Ovarian neoplasms that secrete hormones, most commonly steroid hormones. Most are of sex cord-stromal origin. Other types include germ cell tumors and neuroendocrine tumors. Ovarian sex cord-stromal tumors are characterized by abdominal mass, abdominal pain, and hemorrhage of hormonal or steroidal origin. Most typically occurring in the seventh and eighth decades of life, these tumors are usually unilateral, solid, and nonmalignant. Ovarian germ cell tumors present most commonly as a large pelvic mass in females in the late teens and early twenties. Signs and symptoms include abdominal distention, amenorrhea, dysmenorrhea, hirsutism, virilization, and precocious puberty. Ovarian germ cell tumors include a wide variation of tumor types. Common benign tumors (dermoid cyst or benign teratoma) may in later life become malignant squamous cell carcinoma. Malignant types include dysgerminomas, embryonal carcinoma, choriocarcinomas, yolk sac tumor, and immature teratoma, and may be prone to metastases. Complications due to ovarian torsion, tumor rupture, and hemorrhage (acute abdomen) may be life-threatening emergencies.

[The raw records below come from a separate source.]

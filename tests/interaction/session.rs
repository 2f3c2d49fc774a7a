use cds_cards::{
    feedback::FeedbackErrorKind,
    links::{BLOCKED_LINK_NOTICE, LaunchOutcome},
    mode::Mode,
    types::{Link, LinkType, Severity},
    view::RenderedCards,
};

use crate::{Harness, card, full_card, override_reason, smart_link, suggestion};

#[tokio::test]
async fn given_demonstration_mode_when_every_action_is_tried_then_no_side_effect_happens() {
    let anonymous = card(None, Severity::Info, "No identity");
    let mut harness = Harness::demonstration(vec![full_card("c1"), anonymous.clone()]);
    let full = harness.session.find_card("c1").expect("card c1");
    let reasons = [
        None,
        Some(override_reason("X", Some("http://example.org/reasons"), "Not relevant")),
        Some(override_reason("", None, "")),
    ];

    for target in [&full, &anonymous] {
        for reason in &reasons {
            assert!(!harness.session.dismiss(target, reason.as_ref()).is_dismissed());
        }
        for candidate in [
            suggestion(Some("Order"), Some("s1")),
            suggestion(None, Some("s1")),
            suggestion(Some("Order"), None),
        ] {
            assert!(!harness.session.take_suggestion(target, &candidate).is_accepted());
        }
    }
    for link in &full.links {
        assert_eq!(harness.session.click_link(link), LaunchOutcome::Suppressed);
    }

    tokio::task::yield_now().await;
    assert!(harness.drain_deliveries().is_empty());
    assert!(harness.store.removed().is_empty());
    assert!(harness.taken().is_empty());
    assert!(harness.opened().is_empty());
    assert_eq!(harness.session.ordered_cards().cards().len(), 2);
}

#[tokio::test]
async fn given_demonstration_mode_when_rendered_then_full_structure_is_still_produced() {
    let harness = Harness::demonstration(vec![full_card("c1")]);
    assert_eq!(harness.session.context().mode, Mode::Demonstration);

    let RenderedCards::Cards(views) = harness.session.render() else {
        panic!("one card should render");
    };
    assert_eq!(views.len(), 1);
    assert_eq!(views[0].suggestions.len(), 1);
    assert_eq!(views[0].links.len(), 1);
    assert!(views[0].dismiss.is_some());
}

#[tokio::test]
async fn given_empty_store_when_rendered_then_no_cards_is_reported() {
    let harness = Harness::live(Vec::new());
    assert_eq!(harness.session.render(), RenderedCards::NoCards);
    assert!(harness.session.ordered_cards().is_empty());
}

#[tokio::test]
async fn given_mixed_severities_when_ordered_then_store_cards_come_back_by_rank() {
    let harness = Harness::live(vec![
        card(Some("a"), Severity::Info, "A"),
        card(Some("b"), Severity::Critical, "B"),
        card(Some("c"), Severity::Warning, "C"),
    ]);

    let order: Vec<_> = harness
        .session
        .ordered_cards()
        .cards()
        .iter()
        .map(|card| card.summary.clone())
        .collect();
    assert_eq!(order, ["B", "C", "A"]);
}

#[tokio::test]
async fn given_dismissed_card_when_rendered_again_then_it_is_gone() {
    let harness = Harness::live(vec![full_card("c1"), full_card("c2")]);
    let first = harness.session.find_card("c1").expect("card c1");

    harness.session.dismiss(&first, None);

    let rendered = harness.session.render();
    let uuids: Vec<_> = rendered
        .views()
        .iter()
        .map(|view| view.uuid.clone())
        .collect();
    assert_eq!(uuids, [Some("c2".to_string())]);
}

#[tokio::test]
async fn given_smart_link_when_clicked_in_live_mode_then_it_opens_and_notifies() {
    let harness = Harness::live(vec![full_card("c1")]);
    let card = harness.session.find_card("c1").expect("card c1");

    let outcome = harness.session.click_link(&card.links[0]);

    let expected = "https://app.example/launch?iss=https%3A%2F%2Flaunch.smarthealthit.org%2Fv%2Fr4%2Ffhir&launch=abc";
    assert_eq!(outcome.launched_url(), Some(expected));
    assert_eq!(harness.opened(), vec![expected.to_string()]);
    assert_eq!(harness.launches(), 1);
}

#[tokio::test]
async fn given_any_link_click_then_app_launch_callback_fires_once() {
    let live = Harness::live(vec![full_card("c1")]);
    let absolute = Link {
        label: "Guideline".to_string(),
        url: Some("https://guidelines.example/doc".to_string()),
        link_type: LinkType::Absolute,
        error: false,
    };
    let broken = Link {
        error: true,
        ..smart_link("Broken", "https://app.example/launch")
    };

    assert_eq!(live.session.click_link(&absolute), LaunchOutcome::Unresolved);
    assert_eq!(
        live.session.click_link(&broken),
        LaunchOutcome::Blocked {
            notice: BLOCKED_LINK_NOTICE,
        }
    );
    assert_eq!(live.launches(), 2);
    assert!(live.opened().is_empty());

    let demo = Harness::demonstration(vec![full_card("c1")]);
    demo.session
        .click_link(&smart_link("App", "https://app.example/launch"));
    assert_eq!(demo.launches(), 1);
    assert!(demo.opened().is_empty());
}

#[tokio::test]
async fn find_card_only_matches_on_uuid() {
    let harness = Harness::live(vec![full_card("c1"), card(None, Severity::Info, "c2")]);
    assert!(harness.session.find_card("c1").is_some());
    assert!(harness.session.find_card("c2").is_none());
}

#[test]
fn given_no_async_runtime_when_actions_are_taken_then_they_complete_without_feedback() {
    let harness = Harness::live(vec![full_card("c1"), full_card("c2")]);
    let first = harness.session.find_card("c1").expect("card c1");

    let taken = harness
        .session
        .take_suggestion(&first, &first.suggestions[0]);
    assert!(taken.is_accepted());
    assert_eq!(harness.taken(), vec![Some("Order".to_string())]);
    let accepted_feedback = taken
        .into_feedback()
        .expect("a feedback handle is still returned");
    assert!(accepted_feedback.is_finished());

    let dismissed = harness.session.dismiss(&first, None);
    assert!(dismissed.is_dismissed());
    assert_eq!(harness.store.removed().len(), 1);
    assert!(harness.session.find_card("c1").is_none());
    assert!(harness.session.find_card("c2").is_some());

    let runtime = tokio::runtime::Builder::new_current_thread()
        .build()
        .expect("runtime should build");
    for handle in [Some(accepted_feedback), dismissed.into_feedback()]
        .into_iter()
        .flatten()
    {
        let err = runtime
            .block_on(handle.outcome())
            .expect_err("undelivered feedback should report an error");
        assert_eq!(err.kind, FeedbackErrorKind::Internal);
    }
}
mod dismissal;
mod session;

use std::sync::{
    Arc, Mutex,
    atomic::{AtomicUsize, Ordering},
};

use async_trait::async_trait;
use cds_cards::{
    feedback::{FeedbackDelivery, FeedbackDispatcher, FeedbackError, FeedbackTransport,
        error::transport_failed},
    interaction::{CardSession, InteractionCallbacks},
    links::{LaunchContext, LinkResolver, NavigationError, Navigator},
    mode::{InteractionContext, Mode},
    signing::{SigningError, TokenSigner},
    store::{CardStore, InMemoryCardStore},
    types::{Card, CardKey, CardResponse, Link, LinkType, OverrideReason, Severity, Suggestion},
};
use tokio::sync::mpsc;

pub const SERVICE_URL: &str = "https://svc.example/cds-services/demo";

pub struct StaticTokenSigner;

impl TokenSigner for StaticTokenSigner {
    fn sign(&self, audience: &str) -> Result<String, SigningError> {
        Ok(format!("token-for:{audience}"))
    }
}

pub struct RecordingTransport {
    tx: mpsc::UnboundedSender<FeedbackDelivery>,
    fail: bool,
}

#[async_trait]
impl FeedbackTransport for RecordingTransport {
    async fn deliver(&self, delivery: FeedbackDelivery) -> Result<(), FeedbackError> {
        let _ = self.tx.send(delivery);
        if self.fail {
            return Err(transport_failed("connection refused"));
        }
        Ok(())
    }
}

/// Card store that remembers every removal request it received.
pub struct RecordingStore {
    inner: InMemoryCardStore,
    pub removed: Mutex<Vec<CardKey>>,
}

impl RecordingStore {
    pub fn new(cards: Vec<Card>) -> Self {
        Self {
            inner: InMemoryCardStore::new(CardResponse { cards }),
            removed: Mutex::new(Vec::new()),
        }
    }

    pub fn removed(&self) -> Vec<CardKey> {
        self.removed.lock().expect("store lock").clone()
    }
}

impl CardStore for RecordingStore {
    fn get_cards(&self) -> CardResponse {
        self.inner.get_cards()
    }

    fn remove_card(&self, key: CardKey) {
        self.removed.lock().expect("store lock").push(key.clone());
        self.inner.remove_card(key);
    }
}

#[derive(Default)]
pub struct RecordingNavigator {
    pub opened: Mutex<Vec<String>>,
}

impl Navigator for RecordingNavigator {
    fn open_detached(&self, url: &str) -> Result<(), NavigationError> {
        self.opened
            .lock()
            .expect("navigator lock")
            .push(url.to_string());
        Ok(())
    }
}

pub struct Harness {
    pub session: CardSession,
    pub store: Arc<RecordingStore>,
    pub navigator: Arc<RecordingNavigator>,
    pub deliveries: mpsc::UnboundedReceiver<FeedbackDelivery>,
    pub taken: Arc<Mutex<Vec<Option<String>>>>,
    pub launches: Arc<AtomicUsize>,
}

impl Harness {
    pub fn live(cards: Vec<Card>) -> Self {
        Self::build(Mode::Live, cards, false)
    }

    pub fn demonstration(cards: Vec<Card>) -> Self {
        Self::build(Mode::Demonstration, cards, false)
    }

    pub fn live_with_failing_transport(cards: Vec<Card>) -> Self {
        Self::build(Mode::Live, cards, true)
    }

    fn build(mode: Mode, cards: Vec<Card>, fail: bool) -> Self {
        let (tx, deliveries) = mpsc::unbounded_channel();
        let store = Arc::new(RecordingStore::new(cards));
        let navigator = Arc::new(RecordingNavigator::default());
        let taken = Arc::new(Mutex::new(Vec::new()));
        let launches = Arc::new(AtomicUsize::new(0));

        let taken_hook = Arc::clone(&taken);
        let launches_hook = Arc::clone(&launches);
        let callbacks = InteractionCallbacks::new(move |suggestion: &Suggestion| {
            taken_hook
                .lock()
                .expect("taken lock")
                .push(suggestion.label.clone());
        })
        .with_app_launch(move |_link, _outcome| {
            launches_hook.fetch_add(1, Ordering::SeqCst);
        });

        let session = CardSession::new(
            InteractionContext::new(mode),
            store.clone(),
            FeedbackDispatcher::new(
                Arc::new(StaticTokenSigner),
                Arc::new(RecordingTransport { tx, fail }),
            ),
            LinkResolver::new(
                Some(LaunchContext {
                    iss: "https://launch.smarthealthit.org/v/r4/fhir".to_string(),
                    launch: "abc".to_string(),
                }),
                navigator.clone(),
            ),
            callbacks,
        );

        Self {
            session,
            store,
            navigator,
            deliveries,
            taken,
            launches,
        }
    }

    pub fn taken(&self) -> Vec<Option<String>> {
        self.taken.lock().expect("taken lock").clone()
    }

    pub fn launches(&self) -> usize {
        self.launches.load(Ordering::SeqCst)
    }

    pub fn opened(&self) -> Vec<String> {
        self.navigator.opened.lock().expect("navigator lock").clone()
    }

    /// Deliveries already handed to the transport, without waiting for more.
    pub fn drain_deliveries(&mut self) -> Vec<FeedbackDelivery> {
        let mut drained = Vec::new();
        while let Ok(delivery) = self.deliveries.try_recv() {
            drained.push(delivery);
        }
        drained
    }
}

pub fn card(uuid: Option<&str>, indicator: Severity, summary: &str) -> Card {
    Card {
        uuid: uuid.map(str::to_string),
        indicator,
        summary: summary.to_string(),
        detail: None,
        source: None,
        suggestions: Vec::new(),
        links: Vec::new(),
        override_reasons: Vec::new(),
        service_url: SERVICE_URL.to_string(),
    }
}

pub fn suggestion(label: Option<&str>, uuid: Option<&str>) -> Suggestion {
    Suggestion {
        label: label.map(str::to_string),
        uuid: uuid.map(str::to_string),
        actions: Vec::new(),
    }
}

pub fn override_reason(code: &str, system: Option<&str>, display: &str) -> OverrideReason {
    OverrideReason {
        code: code.to_string(),
        system: system.map(str::to_string),
        display: display.to_string(),
    }
}

pub fn smart_link(label: &str, url: &str) -> Link {
    Link {
        label: label.to_string(),
        url: Some(url.to_string()),
        link_type: LinkType::Smart,
        error: false,
    }
}

/// A card exercising every interactive surface.
pub fn full_card(uuid: &str) -> Card {
    let mut full = card(Some(uuid), Severity::Warning, "Interaction detected");
    full.suggestions = vec![suggestion(Some("Order"), Some("s1"))];
    full.links = vec![smart_link("App", "https://app.example/launch")];
    full.override_reasons = vec![override_reason(
        "X",
        Some("http://example.org/reasons"),
        "Not relevant",
    )];
    full
}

Management of sex cord tumors includes surgical resection, chemotherapy, surgical debulking, and close monitoring for recurring disease. Therapies for germ cell tumors include oophorectomy, salpingo-oophorectomy, chemotherapy, and resection, while preserving fertility in the childbearing age group. Prognosis is good when detected and treated in earlier stages.